# [DESCRIPTION OF THE TASK]
Your task is to write out exactly the lines of the listing below, from the first down to the line that holds "catalog JSON, resolving".

# # #

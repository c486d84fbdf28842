//! Catalog loading: a JSON product file, or the seeded demo catalog

use crate::error::IndexError;
use rand::rngs::StdRng;
use rand::{Rng, SeedableRng};
use serde::Deserialize;
use std::path::{Path, PathBuf};
use tracing::{info, warn};
use vitrine_core::math::l2_norm;
use vitrine_core::{CatalogEntry, Embedder, Embedding, NORM_TOLERANCE};

/// Seed of the demo catalog's random vectors.
pub const DEMO_SEED: u64 = 42;

#[derive(Debug, Deserialize)]
#[serde(untagged)]
enum CatalogFile {
    Wrapped { products: Vec<RawEntry> },
    List(Vec<RawEntry>),
}

#[derive(Debug, Deserialize)]
struct RawEntry {
    #[serde(alias = "id")]
    product_id: u64,
    name: String,
    image_url: String,
    #[serde(default)]
    embedding: Option<Vec<f32>>,
    /// Product photo to embed at load time, relative to the catalog file.
    #[serde(default)]
    image_path: Option<PathBuf>,
}

/// Load a catalog file. Entries carry either a precomputed `embedding`
/// (normalized on load) or an `image_path` embedded with `embedder`.
///
/// Accepts `{"products": [...]}` or a bare array of entries.
pub fn load_catalog(
    path: &Path,
    dimension: usize,
    embedder: Option<&dyn Embedder>,
) -> Result<Vec<CatalogEntry>, IndexError> {
    let content = std::fs::read_to_string(path)?;
    let base_dir = path.parent().unwrap_or_else(|| Path::new("."));
    let entries = parse_catalog(&content, base_dir, dimension, embedder)?;
    info!("Loaded {} catalog entries from {:?}", entries.len(), path);
    Ok(entries)
}

/// Parse catalog JSON, resolving `image_path` against `base_dir`.
pub fn parse_catalog(
    json: &str,
    base_dir: &Path,
    dimension: usize,
    embedder: Option<&dyn Embedder>,
) -> Result<Vec<CatalogEntry>, IndexError> {
    let raw = match serde_json::from_str::<CatalogFile>(json)? {
        CatalogFile::Wrapped { products } => products,
        CatalogFile::List(products) => products,
    };

    raw.into_iter()
        .map(|entry| resolve_entry(entry, base_dir, dimension, embedder))
        .collect()
}

fn resolve_entry(
    entry: RawEntry,
    base_dir: &Path,
    dimension: usize,
    embedder: Option<&dyn Embedder>,
) -> Result<CatalogEntry, IndexError> {
    let embedding = match (entry.embedding, entry.image_path) {
        (Some(vector), _) => {
            if vector.len() != dimension {
                return Err(IndexError::DimensionMismatch {
                    expected: dimension,
                    actual: vector.len(),
                });
            }
            let norm = l2_norm(&vector);
            if (norm - 1.0).abs() >= NORM_TOLERANCE as f64 {
                warn!(
                    "Product {} embedding has norm {:.4}, normalizing",
                    entry.product_id, norm
                );
            }
            Embedding::from_raw(vector)?
        }
        (None, Some(image_path)) => {
            let embedder = embedder.ok_or_else(|| {
                IndexError::InvalidEntry(format!(
                    "product {} needs an embedder to embed {:?}",
                    entry.product_id, image_path
                ))
            })?;
            if embedder.dimension() != dimension {
                return Err(IndexError::DimensionMismatch {
                    expected: dimension,
                    actual: embedder.dimension(),
                });
            }

            let full_path = base_dir.join(&image_path);
            let image = image::open(&full_path)
                .map_err(|e| {
                    IndexError::InvalidEntry(format!(
                        "product {}: cannot read {:?}: {}",
                        entry.product_id, full_path, e
                    ))
                })?
                .to_rgb8();
            embedder.embed(&image)?
        }
        (None, None) => {
            return Err(IndexError::InvalidEntry(format!(
                "product {} has neither embedding nor image_path",
                entry.product_id
            )))
        }
    };

    Ok(CatalogEntry {
        product_id: entry.product_id,
        name: entry.name,
        image_url: entry.image_url,
        embedding,
    })
}

/// Two-product demo catalog with deterministic random unit vectors.
pub fn demo_catalog(dimension: usize) -> Result<Vec<CatalogEntry>, IndexError> {
    if dimension == 0 {
        return Err(IndexError::InvalidDimension(dimension));
    }

    let mut rng = StdRng::seed_from_u64(DEMO_SEED);
    let products = [
        (1, "Designer Handbag", "http://example.com/handbag.jpg"),
        (2, "Modern Chair", "http://example.com/chair.jpg"),
    ];

    products
        .into_iter()
        .map(|(product_id, name, image_url)| -> Result<CatalogEntry, IndexError> {
            let raw: Vec<f32> = (0..dimension).map(|_| rng.gen::<f32>()).collect();
            Ok(CatalogEntry {
                product_id,
                name: name.to_string(),
                image_url: image_url.to_string(),
                embedding: Embedding::from_raw(raw)?,
            })
        })
        .collect()
}
//! Visual embedder: raw image features, dimension-checked and L2-normalized

use crate::error::VisionError;
use image::RgbImage;
use std::sync::Arc;
use tracing::debug;
use vitrine_core::{ComputeError, Embedder, Embedding};

/// A network that maps an image to an unnormalized feature vector.
#[cfg_attr(test, mockall::automock)]
pub trait FeatureModel: Send + Sync {
    fn features(&self, image: &RgbImage) -> Result<Vec<f32>, VisionError>;
}

pub struct VisualEmbedder {
    model: Arc<dyn FeatureModel>,
    dimension: usize,
}

impl VisualEmbedder {
    pub fn new(model: Arc<dyn FeatureModel>, dimension: usize) -> Self {
        Self { model, dimension }
    }
}

impl Embedder for VisualEmbedder {
    fn dimension(&self) -> usize {
        self.dimension
    }

    fn embed(&self, image: &RgbImage) -> Result<Embedding, ComputeError> {
        if image.width() == 0 || image.height() == 0 {
            return Err(ComputeError::InvalidImage("cannot embed an empty crop".to_string()));
        }

        let raw = self.model.features(image)?;
        if raw.len() != self.dimension {
            return Err(ComputeError::DimensionMismatch {
                expected: self.dimension,
                actual: raw.len(),
            });
        }

        let embedding = Embedding::from_raw(raw)?;
        debug!("Embedded {}x{} crop", image.width(), image.height());
        Ok(embedding)
    }
}

#[cfg(test)]
mod tests {
    use super::*;
    use image::Rgb;
    use vitrine_core::NORM_TOLERANCE;

    fn embedder_returning(raw: Vec<f32>, dimension: usize) -> VisualEmbedder {
        let mut model = MockFeatureModel::new();
        model.expect_features().returning(move |_| Ok(raw.clone()));
        VisualEmbedder::new(Arc::new(model), dimension)
    }

    fn crop() -> RgbImage {
        RgbImage::from_pixel(16, 9, Rgb([40, 50, 60]))
    }

    #[test]
    fn test_embed_is_unit_norm() {
        let raw: Vec<f32> = (0..512).map(|i| (i as f32 * 0.37).sin() * 10.0).collect();
        let embedder = embedder_returning(raw, 512);

        let embedding = embedder.embed(&crop()).unwrap();
        assert_eq!(embedding.dimension(), 512);
        let norm: f32 = embedding.as_slice().iter().map(|x| x * x).sum::<f32>().sqrt();
        assert!((norm - 1.0).abs() < NORM_TOLERANCE);
    }

    #[test]
    fn test_embed_zero_vector_is_compute_error() {
        let embedder = embedder_returning(vec![0.0; 8], 8);
        assert!(matches!(
            embedder.embed(&crop()),
            Err(ComputeError::DegenerateEmbedding(_))
        ));
    }

    #[test]
    fn test_embed_wrong_dimension() {
        let embedder = embedder_returning(vec![1.0; 4], 8);
        assert_eq!(
            embedder.embed(&crop()).unwrap_err(),
            ComputeError::DimensionMismatch { expected: 8, actual: 4 }
        );
    }

    #[test]
    fn test_embed_single_pixel_crop() {
        let embedder = embedder_returning(vec![2.0, 0.0], 2);
        let pixel = RgbImage::from_pixel(1, 1, Rgb([0, 0, 0]));
        assert_eq!(embedder.embed(&pixel).unwrap().as_slice(), &[1.0, 0.0]);
    }

    #[test]
    fn test_embed_empty_crop_rejected() {
        let mut model = MockFeatureModel::new();
        model.expect_features().never();
        let embedder = VisualEmbedder::new(Arc::new(model), 2);
        assert!(embedder.embed(&RgbImage::new(0, 0)).is_err());
    }
}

# # #

# [RESULT OF THIS TASK]
repository c486d84fbdf28842
//! Catalog loading: a JSON product file, or the seeded demo catalog

use crate::error::IndexError;
use rand::rngs::StdRng;
use rand::{Rng, SeedableRng};
use serde::Deserialize;
use std::path::{Path, PathBuf};
use tracing::{info, warn};
use vitrine_core::math::l2_norm;
use vitrine_core::{CatalogEntry, Embedder, Embedding, NORM_TOLERANCE};

/// Seed of the demo catalog's random vectors.
pub const DEMO_SEED: u64 = 42;

#[derive(Debug, Deserialize)]
#[serde(untagged)]
enum CatalogFile {
    Wrapped { products: Vec<RawEntry> },
    List(Vec<RawEntry>),
}

#[derive(Debug, Deserialize)]
struct RawEntry {
    #[serde(alias = "id")]
    product_id: u64,
    name: String,
    image_url: String,
    #[serde(default)]
    embedding: Option<Vec<f32>>,
    /// Product photo to embed at load time, relative to the catalog file.
    #[serde(default)]
    image_path: Option<PathBuf>,
}

/// Load a catalog file. Entries carry either a precomputed `embedding`
/// (normalized on load) or an `image_path` embedded with `embedder`.
///
/// Accepts `{"products": [...]}` or a bare array of entries.
pub fn load_catalog(
    path: &Path,
    dimension: usize,
    embedder: Option<&dyn Embedder>,
) -> Result<Vec<CatalogEntry>, IndexError> {
    let content = std::fs::read_to_string(path)?;
    let base_dir = path.parent().unwrap_or_else(|| Path::new("."));
    let entries = parse_catalog(&content, base_dir, dimension, embedder)?;
    info!("Loaded {} catalog entries from {:?}", entries.len(), path);
    Ok(entries)
}

/// Parse catalog JSON, resolving `image_path` against `base_dir`.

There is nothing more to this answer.